Model.plan has bigger size than its .rmir on Riva2.0 Embedded

user115721 · May 30, 2022, 6:47am

The downloaded Mandarin rmir ASR Model i.e. asr-citrinet-1024_zh_cn-streaming.rmir with Riva2.0 sdk having 588.9MB is optimized to 1.2GB after following riva optimization steps.

Steps are as follows-

Changed the flag of config.sh .i.e. use_existing_rmirs=true
Changed the langugage code to “zh-CN”
Run riva_init.sh
Run riva_start.sh

Because of its bigger size, I can not use this because systems hangs.
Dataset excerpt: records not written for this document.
use async_trait::async_trait;
use std::path::{Component, Path, PathBuf};
use tokio::fs;
use walkdir::WalkDir;

use super::ObjectStore;
use crate::error::{PipelineError, Result};

/// A directory tree used as a bucket: key `clean/a.csv` is `<root>/clean/a.csv`.
#[derive(Debug, Clone)]
pub struct LocalStore {
    root: PathBuf,
}

impl LocalStore {
    pub fn new(root: impl Into<PathBuf>) -> Result<Self> {
        let root = root.into();
        std::fs::create_dir_all(&root)?;
        Ok(Self {
            root: root.canonicalize()?,
        })
    }

    pub fn root(&self) -> &Path {
        &self.root
    }

    fn path_of(&self, key: &str) -> Result<PathBuf> {
        let rel = Path::new(key);
        if rel
            .components()
            .any(|c| !matches!(c, Component::Normal(_)))
        {
            return Err(PipelineError::storage("resolve", key, "key escapes the store root"));
        }
        Ok(self.root.join(rel))
    }

    async fn ensure_parent(path: &Path) -> Result<()> {
        if let Some(parent) = path.parent() {
            fs::create_dir_all(parent).await?;
        }
        Ok(())
    }
}

#[async_trait]
impl ObjectStore for LocalStore {
    async fn list(&self, prefix: &str) -> Result<Vec<String>> {
        let root = self.root.clone();
        let prefix = prefix.to_string();
        // walkdir is blocking
        tokio::task::spawn_blocking(move || {
            let mut keys = Vec::new();
            for entry in WalkDir::new(&root).follow_links(false) {
                let entry = entry.map_err(|e| PipelineError::storage("list", &prefix, e))?;
                if !entry.file_type().is_file() {
                    continue;
                }
                let Ok(rel) = entry.path().strip_prefix(&root) else {
                    continue;
                };
                let key = rel
                    .components()
                    .map(|c| c.as_os_str().to_string_lossy())
                    .collect::<Vec<_>>()
                    .join("/");
                if key.starts_with(&prefix) {
                    keys.push(key);
                }
            }
            Ok::<_, PipelineError>(keys)
        })
        .await
        .map_err(|e| PipelineError::storage("list", "", e))?
    }

    async fn download(&self, key: &str, dest: &Path) -> Result<u64> {
        let src = self.path_of(key)?;
        fs::copy(&src, dest)
            .await
            .map_err(|e| PipelineError::storage("download", key, e))
    }

    async fn upload(&self, src: &Path, key: &str) -> Result<u64> {
        let dst = self.path_of(key)?;
        Self::ensure_parent(&dst).await?;
        fs::copy(src, &dst)
            .await
            .map_err(|e| PipelineError::storage("upload", key, e))
    }

    async fn copy(&self, src: &str, dst: &str) -> Result<()> {
        let from = self.path_of(src)?;
        let to = self.path_of(dst)?;
        Self::ensure_parent(&to).await?;
        fs::copy(&from, &to)
            .await
            .map_err(|e| PipelineError::storage("copy", src, e))?;
        Ok(())
    }

    async fn delete(&self, key: &str) -> Result<()> {
        let path = self.path_of(key)?;
        fs::remove_file(&path)
            .await
            .map_err(|e| PipelineError::storage("delete", key, e))
    }

    async fn exists(&self, key: &str) -> Result<bool> {
        let path = self.path_of(key)?;
        Ok(fs::try_exists(&path).await?)
    }

    fn uri(&self, key: &str) -> String {
        self.root.join(key).display().to_string()
    }
}
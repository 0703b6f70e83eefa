pub mod arrow;
pub mod types;

pub use self::arrow::{map_to_arrow_type, transaction_schema};
pub use types::{Column, ColumnType, TRANSACTION_COLUMNS};
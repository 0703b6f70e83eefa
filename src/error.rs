use std::fmt;
use thiserror::Error;

/// A single cell that could not be coerced to its declared type.
#[derive(Debug, Clone, PartialEq, Eq)]
pub struct RowCoercionFailure {
    /// Zero-based data row index (header excluded).
    pub row: usize,
    pub column: &'static str,
    pub value: String,
}

impl fmt::Display for RowCoercionFailure {
    fn fmt(&self, f: &mut fmt::Formatter<'_>) -> fmt::Result {
        write!(
            f,
            "row {}: column `{}` cannot be coerced from {:?}",
            self.row, self.column, self.value
        )
    }
}

#[derive(Debug, Error)]
pub enum PipelineError {
    #[error("schema mismatch: missing required columns {missing:?}")]
    SchemaMismatch { missing: Vec<String> },

    #[error("{0}")]
    RowCoercion(RowCoercionFailure),

    #[error("cannot read CSV artifact `{key}`: {source}")]
    FileRead {
        key: String,
        #[source]
        source: csv::Error,
    },

    #[error("load job for `{uri}` failed: {message}")]
    LoadJob { uri: String, message: String },

    #[error("storage {op} on `{key}` failed: {message}")]
    Storage {
        op: &'static str,
        key: String,
        message: String,
    },

    #[error("arrow: {0}")]
    Arrow(#[from] arrow::error::ArrowError),

    #[error(transparent)]
    Io(#[from] std::io::Error),
}

impl PipelineError {
    pub(crate) fn storage(op: &'static str, key: &str, err: impl fmt::Display) -> Self {
        PipelineError::Storage {
            op,
            key: key.to_string(),
            message: err.to_string(),
        }
    }

    pub(crate) fn load_job(uri: &str, err: impl fmt::Display) -> Self {
        PipelineError::LoadJob {
            uri: uri.to_string(),
            message: err.to_string(),
        }
    }
}

pub type Result<T, E = PipelineError> = std::result::Result<T, E>;
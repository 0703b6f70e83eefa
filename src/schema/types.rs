// src/schema/types.rs

use serde::{Deserialize, Serialize};

/// Logical type of a contract column.
#[derive(Debug, Serialize, Deserialize, PartialEq, Clone, Copy, Eq, Hash)]
#[serde(rename_all = "lowercase")]
pub enum ColumnType {
    Integer,
    String,
    Float,
    Date,
}

/// A single column of the transaction contract.
#[derive(Debug, PartialEq, Clone, Copy, Eq, Hash)]
pub struct Column {
    pub name: &'static str,
    pub ty: ColumnType,
    /// Required columns must be non-null for a row to be accepted.
    pub required: bool,
}

impl Column {
    const fn new(name: &'static str, ty: ColumnType, required: bool) -> Self {
        Self { name, ty, required }
    }
}

pub const TRANSACTION_ID: &str = "transaction_id";
pub const PRODUCT_NAME: &str = "product_name";
pub const CATEGORY: &str = "category";
pub const PRICE: &str = "price";
pub const QUANTITY: &str = "quantity";
pub const DATE: &str = "date";
pub const CUSTOMER_NAME: &str = "customer_name";
pub const CUSTOMER_EMAIL: &str = "customer_email";

/// The fixed, positional 8-column contract shared by cleaned artifacts and the
/// destination table.
pub const TRANSACTION_COLUMNS: [Column; 8] = [
    Column::new(TRANSACTION_ID, ColumnType::Integer, false),
    Column::new(PRODUCT_NAME, ColumnType::String, true),
    Column::new(CATEGORY, ColumnType::String, true),
    Column::new(PRICE, ColumnType::Float, true),
    Column::new(QUANTITY, ColumnType::Integer, true),
    Column::new(DATE, ColumnType::Date, true),
    Column::new(CUSTOMER_NAME, ColumnType::String, false),
    Column::new(CUSTOMER_EMAIL, ColumnType::String, false),
];

/// Names of the columns that must be present in every input header.
pub fn required_header() -> impl Iterator<Item = &'static str> {
    TRANSACTION_COLUMNS.iter().map(|c| c.name)
}

/// Position of `name` in the contract.
pub fn position(name: &str) -> Option<usize> {
    TRANSACTION_COLUMNS.iter().position(|c| c.name == name)
}
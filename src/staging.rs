//! Scoped local scratch space. Every staged file is deleted when its handle
//! drops, whichever way the per-file processing exits.

use std::path::{Path, PathBuf};
use tempfile::{Builder, NamedTempFile, TempDir};

use crate::error::Result;

#[derive(Debug)]
pub struct StagingArea {
    dir: TempDir,
}

impl StagingArea {
    /// Create a private directory under `root`, or under the system temp dir.
    pub fn new(root: Option<&Path>) -> Result<Self> {
        let builder = {
            let mut b = Builder::new();
            b.prefix("transloader-");
            b
        };
        let dir = match root {
            Some(root) => {
                std::fs::create_dir_all(root)?;
                builder.tempdir_in(root)?
            }
            None => builder.tempdir()?,
        };
        Ok(Self { dir })
    }

    pub fn path(&self) -> &Path {
        self.dir.path()
    }

    /// A fresh, empty file whose name hints at the artifact it holds.
    pub fn stage(&self, key: &str) -> Result<NamedTempFile> {
        let hint: String = key
            .rsplit('/')
            .next()
            .unwrap_or("artifact")
            .chars()
            .map(|c| if c.is_ascii_alphanumeric() || c == '.' { c } else { '_' })
            .take(48)
            .collect();
        let file = Builder::new()
            .prefix(&format!("{}-", hint))
            .suffix(".csv")
            .tempfile_in(self.dir.path())?;
        Ok(file)
    }

    /// Paths still present in the area; empty once all handles are dropped.
    pub fn leftovers(&self) -> Result<Vec<PathBuf>> {
        let mut out = Vec::new();
        for entry in std::fs::read_dir(self.dir.path())? {
            out.push(entry?.path());
        }
        Ok(out)
    }
}

#[cfg(test)]
mod tests {
    use super::*;
    use std::io::Write;

    #[test]
    fn staged_files_are_removed_on_drop() {
        let area = StagingArea::new(None).unwrap();
        let path = {
            let mut f = area.stage("input/2024/sales report.csv").unwrap();
            writeln!(f, "a,b").unwrap();
            let name = f.path().file_name().unwrap().to_string_lossy().to_string();
            assert!(name.starts_with("sales_report.csv-"));
            f.path().to_path_buf()
        };
        assert!(!path.exists());
        assert!(area.leftovers().unwrap().is_empty());
    }

    #[test]
    fn area_is_removed_on_drop() {
        let root = tempfile::tempdir().unwrap();
        let area = StagingArea::new(Some(root.path())).unwrap();
        let dir = area.path().to_path_buf();
        let _f = area.stage("k.csv").unwrap();
        drop(_f);
        drop(area);
        assert!(!dir.exists());
    }
}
Please provide the following information when requesting support.
Hardware - GPU : Nvidia Xavier NX
Hardware - CPU : Nvidia Xavier NX
Operating System : Jetpack4.6
Riva Version : 2.0

rvinobha · June 21, 2022, 5:24pm

Hi @user115721

Thanks for your interest in Riva

Apologies for the delay

I will take this further with the team and provide update soon

Thanks for your patience

rvinobha · June 23, 2022, 6:27pm

Hi @user115721

I have some inputs from the team

Using rmir file has larger batch size values,
So we don’t recommend using these larger batch size values rmir’s for Embedded.

On embedded, we have created the model repositories which can be directly deployed and are with Batch size 1.

For Embedded we recommend using embedded specific model repositories (BS = 1). Refer to this document here for loading non-English Language models on embedded : Best Practices — NVIDIA Riva

Thanks